Sono nato a Roma nel 1970 e mi sono laureato con lode in Medicina a 24 anni nell’Università La Sapienza. Prima ancora di terminare gli studi ho iniziato a frequentare la Prima Clinica Medica dell’Università Sapienza e il Laboratorio di Espressione Genica della Fondazione Cesalpino dove successivamente avrei iniziato a muovere i primi passi della mia futura ricerca scientifica. Nel 1999 mi sono specializzato in Medicina Interna, sviluppando tre particolari capacità che mi sono risultate molto utili nella carriera: utilizzare la clinica e il contatto col paziente per identificare i problemi non risolti; utilizzare le tecniche di biologia molecolare per capire la patogenesi delle malattie, e saper scrivere le domande per grant e finanziamenti pubblici.
Come avviene l’incontro con la dermatologia?
Facendo ricerca su alcuni fattori di trascrizione essenziali per lo sviluppo della pelle, in particolare i difetti del gene P63, la cui alterazione è responsabile di alcune malattie genetiche con coinvolgimento cutaneo.
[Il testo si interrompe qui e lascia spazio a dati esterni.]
// Hive Catalog Rust Library
// Copyright 2025 MinIO, Inc.
//
// Licensed under the Apache License, Version 2.0 (the "License");
// you may not use this file except in compliance with the License.
// You may obtain a copy of the License at
//
//     http://www.apache.org/licenses/LICENSE-2.0
//
// Unless required by applicable law or agreed to in writing, software
// distributed under the License is distributed on an "AS IS" BASIS,
// WITHOUT WARRANTIES OR CONDITIONS OF ANY KIND, either express or implied.
// See the License for the specific language governing permissions and
// limitations under the License.

use hive_catalog::catalog::Catalog;
use hive_catalog::catalog::hive::HiveCatalog;

/// Cleanup guard that drops a database, with everything in it, on request
pub struct CleanupGuard {
    catalog: HiveCatalog,
    database: String,
}

impl CleanupGuard {
    #[allow(dead_code)]
    pub fn new<S: Into<String>>(catalog: HiveCatalog, database: S) -> Self {
        Self {
            catalog,
            database: database.into(),
        }
    }

    pub async fn cleanup(&self) {
        cleanup(self.catalog.clone(), &self.database).await;
    }
}

pub async fn cleanup(catalog: HiveCatalog, database: &str) {
    tokio::select!(
        _ = tokio::time::sleep(std::time::Duration::from_secs(60)) => {
            eprintln!("Cleanup timeout after 60s while dropping database {database}");
        },
        outcome = catalog.drop_database(database, true, true) => {
            if let Err(e) = outcome {
                eprintln!("Error dropping database '{database}':\n{e}");
            }
        }
    );
}
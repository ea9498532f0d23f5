// Hive Catalog Rust Library
// Copyright 2025 MinIO, Inc.
//
// Licensed under the Apache License, Version 2.0 (the "License");
// you may not use this file except in compliance with the License.
// You may obtain a copy of the License at
//
//     http://www.apache.org/licenses/LICENSE-2.0
//
// Unless required by applicable law or agreed to in writing, software
// distributed under the License is distributed on an "AS IS" BASIS,
// WITHOUT WARRANTIES OR CONDITIONS OF ANY KIND, either express or implied.
// See the License for the specific language governing permissions and
// limitations under the License.

//! The store may add entries to what it was asked to persist but must never
//! drop or alter requested ones.

use super::common::*;
use hive_catalog::catalog::Catalog;
use hive_catalog::catalog::types::IS_STREAMING;
use hive_catalog::conformance::{
    Mismatch, ObjectKind, compare_base_tables, compare_column_statistics, compare_partitions,
    is_superset_of,
};
use hive_catalog::metastore::MetastoreClient;
use hive_catalog::metastore::types::DDL_TIME;
use hive_catalog_common::test_context::TestContext;

#[hive_catalog_macros::test]
async fn enriched_table_conforms(ctx: TestContext, database_name: String) {
    let catalog = &ctx.catalog;
    let path = path1(&database_name);
    let table = create_table();
    create_table_helper(catalog, &path, table.clone()).await;

    let stored = catalog.get_table(&path).await.unwrap();
    assert!(stored.properties().len() > table.properties.len());
    assert!(is_superset_of(stored.properties(), &table.properties));
    assert!(!is_superset_of(&table.properties, stored.properties()));
    assert_conforms(compare_base_tables(&table.into(), &stored));
}

#[hive_catalog_macros::test]
async fn dropped_property_is_a_mismatch(ctx: TestContext, database_name: String) {
    let catalog = &ctx.catalog;
    let path = path1(&database_name);
    let table = create_table();
    create_table_helper(catalog, &path, table.clone()).await;

    let mut record = ctx.metastore.get_table(&database_name, T1).await.unwrap();
    record.parameters.remove(IS_STREAMING);
    ctx.metastore
        .alter_table(&database_name, T1, record)
        .await
        .unwrap();

    let stored = catalog.get_table(&path).await.unwrap();
    match compare_base_tables(&table.into(), &stored) {
        Err(Mismatch::MissingProperty { object, key, value }) => {
            assert_eq!(object, ObjectKind::Table);
            assert_eq!(key, IS_STREAMING);
            assert_eq!(value, "false");
        }
        other => panic!("Unexpected comparison outcome: {other:?}"),
    }
}

#[hive_catalog_macros::test]
async fn altered_property_is_a_mismatch(ctx: TestContext, database_name: String) {
    let catalog = &ctx.catalog;
    let path = path1(&database_name);
    let spec = create_partition_spec();
    create_partitioned_table_helper(catalog, &path).await;
    catalog
        .create_partition(&path, &spec, create_partition(), false)
        .await
        .unwrap();

    let values = vec!["bob".to_string(), "2000".to_string()];
    let mut record = ctx
        .metastore
        .get_partition(&database_name, T1, &values)
        .await
        .unwrap();
    assert!(record.parameters.contains_key(DDL_TIME));
    record
        .parameters
        .insert(IS_STREAMING.to_string(), "true".to_string());
    ctx.metastore
        .alter_partition(&database_name, T1, record)
        .await
        .unwrap();

    let stored = catalog.get_partition(&path, &spec).await.unwrap();
    match compare_partitions(&create_partition(), &stored) {
        Err(Mismatch::AlteredProperty {
            object,
            requested,
            materialized,
            ..
        }) => {
            assert_eq!(object, ObjectKind::Partition);
            assert_eq!(requested, "false");
            assert_eq!(materialized, "true");
        }
        other => panic!("Unexpected comparison outcome: {other:?}"),
    }
}

#[hive_catalog_macros::test]
async fn column_statistics_are_not_relaxed(ctx: TestContext, database_name: String) {
    let catalog = &ctx.catalog;
    let path = path1(&database_name);
    create_table_helper(catalog, &path, create_statistics_table()).await;
    catalog
        .alter_table_column_statistics(&path, create_column_statistics(), false)
        .await
        .unwrap();
    let stored = catalog.get_table_column_statistics(&path).await.unwrap();

    // A subset of what is stored is not good enough
    match compare_column_statistics(&create_partition_column_statistics(), &stored) {
        Err(Mismatch::UnexpectedColumnStatistics { column }) => assert_eq!(column, "fifth"),
        other => panic!("Unexpected comparison outcome: {other:?}"),
    }
    match compare_column_statistics(&stored, &create_partition_column_statistics()) {
        Err(Mismatch::MissingColumnStatistics { column }) => assert_eq!(column, "fifth"),
        other => panic!("Unexpected comparison outcome: {other:?}"),
    }
}

#[hive_catalog_macros::test]
async fn table_and_view_do_not_conform(ctx: TestContext, database_name: String) {
    let catalog = &ctx.catalog;
    let path = path1(&database_name);
    create_table_helper(catalog, &path, create_table()).await;

    let stored = catalog.get_table(&path).await.unwrap();
    match compare_base_tables(&create_view(&path).into(), &stored) {
        Err(Mismatch::VariantMismatch {
            requested,
            materialized,
            ..
        }) => {
            assert_eq!(requested, "view");
            assert_eq!(materialized, "table");
        }
        other => panic!("Unexpected comparison outcome: {other:?}"),
    }
}
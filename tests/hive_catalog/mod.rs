// Hive Catalog Rust Library
// Copyright 2025 MinIO, Inc.
//
// Licensed under the Apache License, Version 2.0 (the "License");
// you may not use this file except in compliance with the License.
// You may obtain a copy of the License at
//
//     http://www.apache.org/licenses/LICENSE-2.0
//
// Unless required by applicable law or agreed to in writing, software
// distributed under the License is distributed on an "AS IS" BASIS,
// WITHOUT WARRANTIES OR CONDITIONS OF ANY KIND, either express or implied.
// See the License for the specific language governing permissions and
// limitations under the License.


mod conformance;
mod database;
mod function;
mod statistics;
mod table;
mod view;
Mi sono allora trasferito nel Dipartimento di Dermatologia dell’Università di Tor Vergata dove ho conseguito la specializzazione in Dermatologia ed ho iniziato a occuparmi di sicurezza ed efficacia dei trattamenti per la psoriasi e l’artrite psoriasica, e nell’ambito dei tumori cutanei, di nuovi farmaci topici per il carcinoma basocellulare, quali gli inibitori delle istone deacetilasi. Insieme ai gastroenterologi ho anche ricercato i fattori patogenetici della infiammazione del colon, tipo l’interleukina 21, dimostrando che sono comuni anche ai malati di psoriasi. Per i risultati raggiunti sono stato nominato prima Responsabile dello Skin Research Laboratory e poi Professore Associato in Dermatologia.
Si sente più un ricercatore di base o un clinico?
Credo di poter rappresentare un buon modello d’integrazione fra clinica, terapia e genetica. Ed è quello che mi accingo a fare nel mio nuovo incarico al Sant’Andrea: trasferire le competenze di ricerca di base all’applicazione clinica. A tale proposito abbiamo già iniziato una intensa collaborazione con il Centro di Medicina Personalizzata creato dal Prof. Maurizio Simmaco con cui vogliamo provare ad approfondire particolari studi sulla psoriasi, per identificare alcuni marcatori genetici che ci permettano di individuare i farmaci più efficaci e sicuri per ogni singolo malato. Un primo lavoro è già stato pubblicato sul BJD in cui dimostriamo che la presenza o meno dell HLA-CW6 indica il tipo di farmaco biologico più efficace. È mia convinzione che la medicina personalizzata rappresenti uno dei grandi traguardi del futuro, purché si passi attraverso una conoscenza che dal genoma conduca alla valutazione dell’individualità psico-emozionale dell’individuo per identificare le reali necessità terapeutiche del paziente.
Il suo lavoro ha ricevuto numerosi riconoscimenti internazionali
Siamo stati i primi in Italia a ricevere un finanziamento della National Psoriasis Foundation (200mila dollari, n.d.r.) e siamo anche finanziati da AIRC e Thelethon. Per fare ricerca ci vogliono impegno e dedizione, ma anche risorse e oggi c’è da trovarsi i soldi da soli. Donare per la ricerca gode di benefici fiscali irrisori: io ho cinque collaboratori che vengono pagati con fondi non pubblici e fortunatamente c’è ancora chi pensa che il denaro sia meno importante che far parte di un gruppo che pubblica. Il rischio, però, è che prima o poi, imparato il lavoro si decidano di accettare una offerta economica che arriva proprio da fuori Italia.
Quali sono state le sue esperienze all’estero?
Sono stato più volte visiting scientist negli Stati Uniti, ma mi pregio di poter dimostrare che si può essere buoni scienziati anche rimanendo in Italia. Un riconoscimento di ciò è che io vengo regolarmente chiamato a far parte delle commissioni che valutano i docenti in Svizzera e Grecia.